Nizar points at him. “That, too, but interspersed with books. Severus, I read _Through the Looking Glass_ last night, and that was a terrible, terrible mistake!”

“I cannot wait to find out why.” Severus smirks at Nizar. “Was it worse than the first one?”

“Less that and more the bloody theme of the fucking book. Two worlds on either side of the looking glass: which one is real, and which one is fantasy?” Nizar scowls.

“We could do without the foul language, I think,” Cassandra says with a sniff.

“I’m sorry, I thought I was in a room full of _adults_ ,” Nizar retorts. “But if it offends so much, I’ll resort to the words as they were in my day, and you’ll not know I’m still saying the exact same thing.”

Septima smiles. “Now that was interesting. I believe I just listened to your speech patterns float through three different centuries.”

Nizar glances at her. “More like four, actually.”

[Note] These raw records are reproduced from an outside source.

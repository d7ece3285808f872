use platero::engine::error::EngineError;
use std::path::PathBuf;
use thiserror::Error;

pub type Result<T> = std::result::Result<T, CliError>;

#[derive(Debug, Error)]
pub enum CliError {
    #[error(transparent)]
    Core(#[from] EngineError),

    #[error("Configuration error: {0}")]
    Config(String),

    #[error("Failed to parse file '{path}': {source}", path = path.display())]
    FileParsing {
        path: PathBuf,
        #[source]
        source: anyhow::Error,
    },

    #[error("I/O error: {0}")]
    Io(#[from] std::io::Error),

    #[error("Invalid argument: {0}")]
    Argument(String),

    #[error(transparent)]
    Other(#[from] anyhow::Error),
}
use super::plate::WellAddress;
use super::protein::ProteinRef;
use super::screen::DELIMITER;
use std::fmt;

/// One measured bait/prey well of a screen plate, with the values derived from it.
///
/// Derived values start out as `None` and are filled in by normalization and
/// aggregation.
#[derive(Debug, Clone, PartialEq)]
pub struct InteractionRecord {
    pub plate_id: u32,
    pub plate_cell: WellAddress,
    pub bait: ProteinRef,
    pub prey: ProteinRef,
    pub raw_value: f64,
    pub control_group: usize,
    /// Mean of the negative controls of `control_group`.
    pub control_mean: Option<f64>,
    pub normalized_value: Option<f64>,
    pub z_score_global: Option<f64>,
    pub z_score_plate: Option<f64>,
}

impl InteractionRecord {
    pub fn new(
        plate_id: u32,
        plate_cell: WellAddress,
        bait: ProteinRef,
        prey: ProteinRef,
        raw_value: f64,
    ) -> Self {
        Self {
            plate_id,
            plate_cell,
            bait,
            prey,
            raw_value,
            control_group: plate_cell.control_group(),
            control_mean: None,
            normalized_value: None,
            z_score_global: None,
            z_score_plate: None,
        }
    }

    pub fn key(&self) -> InteractionKey {
        InteractionKey::new(&self.bait, &self.prey)
    }
}

/// Identity of a bait x prey combination, independent of the plate it was measured on.
#[derive(Debug, Clone, PartialEq, Eq, Hash, PartialOrd, Ord)]
pub struct InteractionKey(String);

impl InteractionKey {
    pub fn new(bait: &ProteinRef, prey: &ProteinRef) -> Self {
        Self(format!("{}{}{}", bait.id, DELIMITER, prey.id))
    }

    pub fn as_str(&self) -> &str {
        &self.0
    }
}

impl fmt::Display for InteractionKey {
    fn fmt(&self, f: &mut fmt::Formatter<'_>) -> fmt::Result {
        f.write_str(&self.0)
    }
}

/// Grouping key of a crosstab axis: `(family, subfamily, label)`.
#[derive(Debug, Clone, PartialEq, Eq, Hash, PartialOrd, Ord)]
pub struct ProteinKey {
    pub family: String,
    pub subfamily: String,
    pub label: String,
}

impl From<&ProteinRef> for ProteinKey {
    fn from(protein: &ProteinRef) -> Self {
        Self {
            family: protein.family.clone(),
            subfamily: protein.subfamily.clone(),
            label: protein.label.clone(),
        }
    }
}

/// Prey x bait matrix of normalized values.
#[derive(Debug, Clone, PartialEq)]
pub struct Crosstab {
    /// Prey keys, one per row, sorted.
    pub rows: Vec<ProteinKey>,
    /// Bait keys, one per column, sorted.
    pub columns: Vec<ProteinKey>,
    /// `values[row][column]`; combinations never measured hold `0.0`.
    pub values: Vec<Vec<f64>>,
    /// Number of combinations that were never measured.
    pub missing: usize,
}

impl Crosstab {
    pub fn get(&self, prey: &ProteinKey, bait: &ProteinKey) -> Option<f64> {
        let row = self.rows.binary_search(prey).ok()?;
        let column = self.columns.binary_search(bait).ok()?;
        Some(self.values[row][column])
    }
}
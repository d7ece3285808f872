//! # Core Module
//!
//! Data models and file formats shared by every stage of a screen.
//!
//! ## Overview
//!
//! A screen starts from batches of proteins listed in the catalog. Each batch is laid out on
//! storage plates, and pairs of batches are combined into screen plates whose templates tell
//! the operator (and later the interpreter) what every well contains.
//!
//! ## Architecture
//!
//! - **Well Grid** ([`plate`]) - Well addresses, control groups and the 8x12 `PlateGrid`
//! - **Proteins** ([`protein`]) - Protein identities and the read-only catalog snapshot
//! - **Storage Plates** ([`storage`]) - Prey (mirrored halves) and bait (one column each) layouts
//! - **Screen Plates** ([`screen`]) - Bait x prey slots with fixed control wells
//! - **Interactions** ([`interaction`]) - Interpreted records, interaction keys and crosstabs
//! - **Naming** ([`naming`]) - Batch and plate names, file name convention
//! - **File I/O** ([`io`]) - Template, results, catalog and export formats

pub mod interaction;
pub mod io;
pub mod naming;
pub mod plate;
pub mod protein;
pub mod screen;
pub mod storage;
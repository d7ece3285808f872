mod cli;
mod commands;
mod config;
mod error;
mod logging;
mod utils;

use crate::cli::{Cli, Commands};
use crate::error::{CliError, Result};
use clap::Parser;
use tracing::{debug, error, info};

#[tokio::main]
async fn main() {
    if let Err(e) = run_app().await {
        eprintln!("\n❌ Error: {}", e);
        std::process::exit(1);
    }
}

async fn run_app() -> Result<()> {
    let cli = Cli::parse();
    logging::setup_logging(cli.verbose, cli.quiet, cli.log_file.clone())?;

    let (panic_hook, eyre_hook) = color_eyre::config::HookBuilder::default().into_hooks();
    eyre_hook.install().map_err(|e| CliError::Other(e.into()))?;
    std::panic::set_hook(Box::new(move |pi| {
        error!("{}", panic_hook.panic_report(pi));
    }));

    let command_result = async {
        info!("🚀 Platero CLI v{} starting up.", env!("CARGO_PKG_VERSION"));
        debug!("Full CLI arguments parsed: {:?}", &cli);

        if let Some(num_threads) = cli.threads {
            if num_threads == 0 {
                return Err(CliError::Argument(
                    "--threads must be at least 1".to_string(),
                ));
            }
            info!(
                "Setting Rayon global thread pool to {} threads.",
                num_threads
            );
            rayon::ThreadPoolBuilder::new()
                .num_threads(num_threads)
                .build_global()
                .map_err(|e| {
                    CliError::Other(anyhow::anyhow!("Failed to build global thread pool: {}", e))
                })?;
        }

        let config_path = cli.config.as_deref();
        match cli.command {
            Commands::Storage(args) => {
                info!("Dispatching to 'storage' command.");
                commands::storage::run(args, config_path).await
            }
            Commands::Screen(args) => {
                info!("Dispatching to 'screen' command.");
                commands::screen::run(args, config_path).await
            }
            Commands::Process(args) => {
                info!("Dispatching to 'process' command.");
                commands::process::run(args, config_path).await
            }
        }
    }
    .await;

    match &command_result {
        Ok(_) => {
            info!("✅ Command completed successfully.");
            println!("✅ Command completed successfully.");
        }
        Err(e) => {
            error!("❌ Command failed: {}", e);
        }
    }

    command_result
}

Minerva leans forward. “Perhaps you should tell us about yourself. We’re all curious, and we do reserve judgement without casting aspersions on someone for merely being a Slytherin.”

Severus resists the urge to roll his eyes. There are others at the table who do not feel the same.

“All right. I taught Defence in this school for twenty-five years, from 992 until 1017,” Nizar says. “I don’t call it Defence Against the Dark Arts; you can kill someone with a great number of spells that others would consider harmless. I taught my students how to defend themselves on every conceivable level, the better for them _not_ to wander off into the wilds of Europe and die in foolish ways.”

“What did you think of the school’s textbooks on the subject?” Barnaby asks.

“ _Esos libros son basura estúpida inútil_,” Nizar replies. “It’s like staring down a curriculum designed to create sheep. No mention of basic healing spells, mind magic, or even bloody ethics! Who the hell stripped ethics out of this school’s curriculum?”

“Someone stupid, obviously,” Severus says in a dry voice.

“The students are meant to rely on their Heads of House, and the ideals of their House, to learn ethical behavior,” Quintinus says.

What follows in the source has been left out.